Embed every chunk JSON file in a folder and store the vectors:

```python
from ragrails import RagRails

result = RagRails().store(
    input_dir="files/output/chunks/docs",
    vector_db="qdrant",
    collection="rag_chunks",
)

print(result.files)
print(result.chunks)
print(result.errors)
```

Store in Pinecone:

```python
result = RagRails().store(
    input_dir="files/output/chunks/docs",
    vector_db="pinecone",
    collection="rag-chunks",
)
```

Store in Weaviate:

```python
result = RagRails().store(
    input_dir="files/output/chunks/docs",
    vector_db="weaviate",
    url="http://localhost:8080",
    collection="RagChunks",
)
```

Store selected chunk files from a folder:

```python
result = RagRails().store(
    input_dir="files/output/chunks/docs",
    files=["001_overview.json", "002_auth.json"],
    vector_db="qdrant",
    collection="rag_chunks",
)
```

Provider-specific failures to check first:

```text
qdrant    Qdrant is not running, or port 6333 is not exposed.
pinecone  PINECONE_API_KEY is missing, or the index name uses underscores.
weaviate  Weaviate is not running, gRPC 50051 is not exposed, or the collection name is invalid.
```

## Output

Ragrails writes markdown files to the output directory you choose:

```text
files/output/web_crawled/
files/output/docs/
files/output/api/
files/output/chunks/
```

By default, files include Ragrails frontmatter metadata.
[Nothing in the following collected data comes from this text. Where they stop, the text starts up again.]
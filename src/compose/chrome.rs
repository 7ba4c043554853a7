use std::sync::Arc;

use crate::compose::content::Content;
use crate::compose::controls::{ControlKind, ControlState, ControlStrip, next_in};
use crate::foundation::color::Color;
use crate::foundation::core::{Canvas, Point, Rect, Size, Vec2};
use crate::foundation::error::ChromeResult;
use crate::render::backend::{FrameRGBA, RenderSettings};
use crate::scene::model::{LayerRole, Node, Paint, Scene, Shape};
use crate::style::insets::{CalibratedInsets, InsetProvider, top_inset_for};
use crate::style::window::{
    Appearance, BackgroundStyle, WindowSize, WindowStyle, material_tint, system_window_color,
};
use crate::wallpaper::generator::WallpaperGenerator;
use crate::wallpaper::palette::WallpaperStyle;

/// Space between the window frame and the canvas edge.
pub const OUTER_PADDING: f64 = 60.0;

const SHADOW_BLUR: f64 = 22.0;
const SHADOW_OFFSET_Y: f64 = 12.0;

const LIGHT_DIAMETER: f64 = 12.0;
const LIGHT_FIRST_X: f64 = 20.0;
const LIGHT_SPACING: f64 = 20.0;
const STANDALONE_LIGHT_Y: f64 = 20.0;
pub const TRAFFIC_LIGHT_COLORS: [Color; 3] = [
    Color::hex(0xFF6159),
    Color::hex(0xFFC740),
    Color::hex(0x26CC40),
];

const TITLE_FONT_SIZE: f64 = 13.0;
const GLASS_SHEEN_FRACTION: f64 = 0.4;

/// Where the wallpaper layer comes from.
#[derive(Clone, Debug, PartialEq)]
pub enum WallpaperSource {
    Generated(WallpaperGenerator),
    Custom(Content),
}

/// Resolved window geometry in canvas coordinates.
#[derive(Clone, Copy, Debug, PartialEq)]
pub struct ChromeGeometry {
    pub canvas: Canvas,
    /// Outer window frame.
    pub window: Rect,
    pub corner_radius: f64,
    pub top_inset: f64,
    /// Area below the title bar inset.
    pub content: Rect,
}

/// Simulated desktop window around a content fragment.
///
/// Setters consume and return the value, so a configured chrome can be cloned and
/// branched freely.
#[derive(Clone, Debug)]
pub struct WindowChrome {
    content: Content,
    size: WindowSize,
    style: WindowStyle,
    background: BackgroundStyle,
    traffic_lights: bool,
    title: Option<String>,
    appearance: Option<Appearance>,
    wallpaper: WallpaperSource,
    insets: Arc<dyn InsetProvider>,
}

impl WindowChrome {
    pub fn new(content: Content) -> Self {
        Self {
            content,
            size: WindowSize::default(),
            style: WindowStyle::default(),
            background: BackgroundStyle::default(),
            traffic_lights: true,
            title: None,
            appearance: None,
            wallpaper: WallpaperSource::Generated(WallpaperGenerator::default()),
            insets: Arc::new(CalibratedInsets),
        }
    }

    #[must_use]
    pub fn size(mut self, size: WindowSize) -> Self {
        self.size = size;
        self
    }

    #[must_use]
    pub fn style(mut self, style: WindowStyle) -> Self {
        self.style = style;
        self
    }

    #[must_use]
    pub fn background(mut self, background: BackgroundStyle) -> Self {
        self.background = background;
        self
    }

    #[must_use]
    pub fn traffic_lights(mut self, show: bool) -> Self {
        self.traffic_lights = show;
        self
    }

    #[must_use]
    pub fn title(mut self, title: impl Into<String>) -> Self {
        self.title = Some(title.into());
        self
    }

    /// Pin the window's appearance; `None` follows the ambient appearance.
    #[must_use]
    pub fn appearance(mut self, appearance: Option<Appearance>) -> Self {
        self.appearance = appearance;
        self
    }

    /// Use a generated wallpaper, optionally pinned to an appearance.
    #[must_use]
    pub fn wallpaper(mut self, style: WallpaperStyle, appearance: Option<Appearance>) -> Self {
        self.wallpaper = WallpaperSource::Generated(
            WallpaperGenerator::new(style).override_appearance(appearance),
        );
        self
    }

    /// Use caller-supplied wallpaper content. Disables the control strip.
    #[must_use]
    pub fn custom_wallpaper(mut self, content: Content) -> Self {
        self.wallpaper = WallpaperSource::Custom(content);
        self
    }

    #[must_use]
    pub fn insets(mut self, provider: Arc<dyn InsetProvider>) -> Self {
        self.insets = provider;
        self
    }

    pub fn content(&self) -> &Content {
        &self.content
    }

    pub fn window_style(&self) -> WindowStyle {
        self.style
    }

    pub fn background_style(&self) -> BackgroundStyle {
        self.background
    }

    pub fn wallpaper_source(&self) -> &WallpaperSource {
        &self.wallpaper
    }

    pub fn resolved_appearance(&self, ambient: Appearance) -> Appearance {
        self.appearance.unwrap_or(ambient)
    }

    pub fn geometry(&self) -> ChromeGeometry {
        let inset = top_inset_for(self.style, self.insets.as_ref());
        let frame = match self.size {
            WindowSize::Fixed { width, height } => Size::new(width, height),
            WindowSize::FitContent => {
                let natural = self.content.intrinsic_size();
                Size::new(natural.width, natural.height + inset)
            }
        };
        let padded_width = frame.width.max(0.0) + 2.0 * OUTER_PADDING;
        // Narrow windows get a wider canvas so the control strip stays on it.
        let strip_room = match self.wallpaper {
            WallpaperSource::Generated(_) => {
                (ControlStrip::min_canvas_width() - padded_width).max(0.0)
            }
            WallpaperSource::Custom(_) => 0.0,
        };
        let canvas = Canvas::covering(Size::new(
            padded_width + strip_room,
            frame.height.max(0.0) + 2.0 * OUTER_PADDING,
        ));
        let x0 = OUTER_PADDING + strip_room / 2.0;
        let window = Rect::new(
            x0,
            OUTER_PADDING,
            x0 + frame.width,
            OUTER_PADDING + frame.height,
        );
        ChromeGeometry {
            canvas,
            window,
            corner_radius: self.style.corner_radius(),
            top_inset: inset,
            content: Rect::new(window.x0, window.y0 + inset, window.x1, window.y1),
        }
    }

    /// Current control selection, or `None` when a custom wallpaper hides the strip.
    pub fn controls(&self, ambient: Appearance) -> Option<ControlState> {
        let WallpaperSource::Generated(generator) = &self.wallpaper else {
            return None;
        };
        Some(ControlState {
            wallpaper: generator.style(),
            background: self.background,
            style: self.style,
            appearance: self.resolved_appearance(ambient),
        })
    }

    /// Control under `point`, in canvas coordinates.
    pub fn hit_test(&self, point: Point) -> Option<ControlKind> {
        match self.wallpaper {
            WallpaperSource::Generated(_) => ControlStrip::hit_test(self.geometry().canvas, point),
            WallpaperSource::Custom(_) => None,
        }
    }

    /// Copy with the control `kind` moved to its next option.
    #[must_use]
    pub fn advance_control(self, kind: ControlKind, ambient: Appearance) -> Self {
        match kind {
            ControlKind::Wallpaper => match &self.wallpaper {
                WallpaperSource::Generated(g) => {
                    let next = next_in(&WallpaperStyle::ALL, g.style());
                    self.select_wallpaper(next)
                }
                WallpaperSource::Custom(_) => self,
            },
            ControlKind::Background => {
                let next = next_in(&BackgroundStyle::CYCLE, self.background);
                self.select_background(next)
            }
            ControlKind::Style => {
                let next = next_in(&WindowStyle::PRESETS, self.style);
                self.select_style(next)
            }
            ControlKind::Appearance => {
                let next = self.resolved_appearance(ambient).toggled();
                self.select_appearance(next)
            }
        }
    }

    /// Select a generated wallpaper style, keeping any pinned wallpaper appearance.
    #[must_use]
    pub fn select_wallpaper(mut self, style: WallpaperStyle) -> Self {
        if let WallpaperSource::Generated(g) = self.wallpaper {
            self.wallpaper = WallpaperSource::Generated(g.with_style(style));
        }
        self
    }

    #[must_use]
    pub fn select_background(self, background: BackgroundStyle) -> Self {
        self.background(background)
    }

    #[must_use]
    pub fn select_style(self, style: WindowStyle) -> Self {
        self.style(style)
    }

    #[must_use]
    pub fn select_appearance(self, appearance: Appearance) -> Self {
        self.appearance(Some(appearance))
    }

    /// Build the layered window scene. Never fails.
    #[tracing::instrument(skip(self), fields(style = self.style.name(), background = self.background.name()))]
    pub fn compose(&self, ambient: Appearance) -> Scene {
        let geo = self.geometry();
        let appearance = self.resolved_appearance(ambient);
        let frame = Shape::rounded(geo.window, geo.corner_radius);

        let mut window = vec![
            self.background_layer(&geo, appearance),
            Node::group(LayerRole::Content, self.content.place(geo.content)),
        ];
        if let Some(title_bar) = self.title_bar_layer(&geo, appearance) {
            window.push(title_bar);
        }
        if self.traffic_lights {
            window.push(self.traffic_light_layer(&geo));
        }

        let mut root = vec![
            Node::group(LayerRole::Wallpaper, self.wallpaper_layer(&geo, appearance)),
            Node::group(
                LayerRole::Shadow,
                vec![Node::Shadow {
                    shape: frame,
                    color: Color::BLACK.with_alpha(match appearance {
                        Appearance::Light => 0.30,
                        Appearance::Dark => 0.55,
                    }),
                    blur_radius: SHADOW_BLUR,
                    offset: Vec2::new(0.0, SHADOW_OFFSET_Y),
                }],
            ),
            Node::clipped(LayerRole::Window, frame, window),
            border_layer(&geo, appearance),
        ];
        if let Some(state) = self.controls(ambient) {
            root.push(ControlStrip::compose(geo.canvas, &state));
        }

        let scene = Scene {
            canvas: geo.canvas,
            root: Node::group(LayerRole::Root, root),
        };
        tracing::debug!(
            width = geo.canvas.width,
            height = geo.canvas.height,
            "composed window chrome"
        );
        scene
    }

    /// Compose and rasterize on the CPU backend.
    pub fn render(&self, ambient: Appearance, settings: &RenderSettings) -> ChromeResult<FrameRGBA> {
        crate::render::pipeline::render_scene(&self.compose(ambient), settings)
    }

    fn wallpaper_layer(&self, geo: &ChromeGeometry, appearance: Appearance) -> Vec<Node> {
        match &self.wallpaper {
            WallpaperSource::Generated(g) => g.layers(geo.canvas.rect(), appearance),
            WallpaperSource::Custom(content) => content.cover(geo.canvas.rect()),
        }
    }

    fn background_layer(&self, geo: &ChromeGeometry, appearance: Appearance) -> Node {
        let area = Shape::rect(geo.window);
        let children = match self.background {
            BackgroundStyle::SystemDefault => {
                vec![Node::fill(area, Paint::Solid(system_window_color(appearance)))]
            }
            BackgroundStyle::Material(None) => Vec::new(),
            BackgroundStyle::Material(Some(intensity)) => vec![Node::Backdrop {
                shape: area,
                blur_radius: intensity.blur_radius(),
                tint: material_tint(appearance).with_alpha(intensity.tint_alpha()),
            }],
            BackgroundStyle::Glass(intensity) => {
                let w = geo.window;
                let sheen = Rect::new(w.x0, w.y0, w.x1, w.y0 + w.height() * GLASS_SHEEN_FRACTION);
                let rim_radius = (geo.corner_radius - 1.0).max(0.0);
                vec![
                    Node::Backdrop {
                        shape: area,
                        blur_radius: intensity.blur_radius(),
                        tint: material_tint(appearance).with_alpha(intensity.tint_alpha()),
                    },
                    Node::fill(
                        Shape::rect(sheen),
                        Paint::vertical([
                            Color::WHITE.with_alpha(0.22),
                            Color::WHITE.with_alpha(0.0),
                        ]),
                    ),
                    Node::Stroke {
                        shape: Shape::rounded(w.inset(-1.0), rim_radius),
                        paint: Paint::vertical([
                            Color::WHITE.with_alpha(0.55),
                            Color::WHITE.with_alpha(0.12),
                        ]),
                        width: 1.0,
                        opacity: 1.0,
                    },
                ]
            }
        };
        Node::group(LayerRole::Background, children)
    }

    fn title_bar_layer(&self, geo: &ChromeGeometry, appearance: Appearance) -> Option<Node> {
        if !self.style.shows_title_bar() {
            return None;
        }
        let w = geo.window;
        let bar_bottom = w.y0 + geo.top_inset;
        let (separator, ink) = match appearance {
            Appearance::Light => (Color::BLACK.with_alpha(0.10), Color::hex(0x4D4D4D)),
            Appearance::Dark => (Color::BLACK.with_alpha(0.50), Color::hex(0xDCDCDC)),
        };
        let mut children = vec![Node::fill(
            Shape::rect(Rect::new(w.x0, bar_bottom - 1.0, w.x1, bar_bottom)),
            Paint::Solid(separator),
        )];
        if let Some(title) = self.title.as_deref().filter(|t| !t.trim().is_empty()) {
            children.push(Node::Label {
                text: title.to_owned(),
                center: Point::new(w.center().x, w.y0 + geo.top_inset / 2.0),
                font_size: TITLE_FONT_SIZE,
                color: ink,
            });
        }
        Some(Node::group(LayerRole::TitleBar, children))
    }

    fn traffic_light_layer(&self, geo: &ChromeGeometry) -> Node {
        let w = geo.window;
        let cy = if self.style.shows_title_bar() {
            w.y0 + geo.top_inset / 2.0
        } else {
            w.y0 + STANDALONE_LIGHT_Y
        };
        let mut children = Vec::with_capacity(6);
        for (i, color) in TRAFFIC_LIGHT_COLORS.into_iter().enumerate() {
            let center = Point::new(w.x0 + LIGHT_FIRST_X + i as f64 * LIGHT_SPACING, cy);
            let light = Shape::circle(center, LIGHT_DIAMETER / 2.0);
            children.push(Node::fill(light, Paint::Solid(color)));
            children.push(Node::Stroke {
                shape: light,
                paint: Paint::Solid(Color::BLACK.with_alpha(0.12)),
                width: 0.5,
                opacity: 1.0,
            });
        }
        Node::group(LayerRole::TrafficLights, children)
    }
}

fn border_layer(geo: &ChromeGeometry, appearance: Appearance) -> Node {
    let (highlight, definition) = match appearance {
        Appearance::Light => (Color::WHITE.with_alpha(0.45), Color::BLACK.with_alpha(0.18)),
        Appearance::Dark => (Color::WHITE.with_alpha(0.18), Color::BLACK.with_alpha(0.65)),
    };
    let r = geo.corner_radius.max(0.0);
    Node::group(
        LayerRole::Border,
        vec![
            Node::Stroke {
                shape: Shape::rounded(geo.window.inset(-0.5), (r - 0.5).max(0.0)),
                paint: Paint::Solid(highlight),
                width: 1.0,
                opacity: 1.0,
            },
            Node::Stroke {
                shape: Shape::rounded(geo.window.inset(0.5), r + 0.5),
                paint: Paint::Solid(definition),
                width: 1.0,
                opacity: 1.0,
            },
        ],
    )
}

#[cfg(test)]
#[path = "../../tests/unit/compose/chrome.rs"]
mod tests;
Disable it with
`frontmatter=False` when you only want the markdown body.

## Result Types

```python
ScrapeResult(
    pages=int,
    failed=int,
    output_dir=str,
    files=list[str],
    dlq_path=str,
    errors=list[str],
)
```

```python
ParseResult(
    documents=int,
    failed=int,
    output_dir=str,
    files=list[str],
    errors=list[str],
)
```

```python
ApiIngestResult(
    pages=int,
    items=int,
    failed=int,
    output_dir=str,
    files=list[str],
    errors=list[str],
)
```

```python
ChunkResult(
    files=int,
    chunks=int,
    output_dir=str,
    output_files=list[str],
    failed=int,
    errors=list[str],
)
```

```python
StoreResult(
    files=int,
    chunks=int,
    input_dir=str,
    provider=str,
    collection=str,
    errors=list[str],
)
```

## API Reference

```python
RagRails().scrape(
    url,
    *,
    mode="each",
    output_dir="files/output/web_crawled",
    frontmatter=True,
    dlq_path="files/output/dlq.json",
    max_depth=3,
    max_pages=200,
)
```

```python
RagRails().parse(
    files=None,
    *,
    folder=None,
    input_dir="files/input",
    output_dir="files/output/docs",
    frontmatter=True,
)
```

```python
RagRails().fetch(
    url,
    *,
    title="API Response",
    description="",
    method="GET",
    headers=None,
    params=None,
    body=None,
    pagination=None,
    max_pages=100,
    output_dir="files/output/api",
    frontmatter=True,
)
```

```python
RagRails().chunk(
    *,
    input_dir="files/output/web_crawled",
    output_dir="files/output/chunks",
    chunk_size=2000,
    chunk_overlap=200,
    min_chunk_length=100,
)
```

```python
RagRails().chunk_file(
    path,
    *,
    chunk_size=2000,
    chunk_overlap=200,
    min_chunk_length=100,
)
```

```python
RagRails().store(
    *,
    input_dir="files/output/chunks",
    vector_db="qdrant",
    collection=None,
    url=None,
    files=None,
    batch_size=64,
    embedder="voyage",
    model="voyage-3",
)
```

Supported `vector_db` values:

```text
qdrant
pinecone
weaviate
```

## Status

Ingestion, chunking, and vector storage are available through the public SDK.
Retrieval, chat, and eval already exist internally and will be exposed next.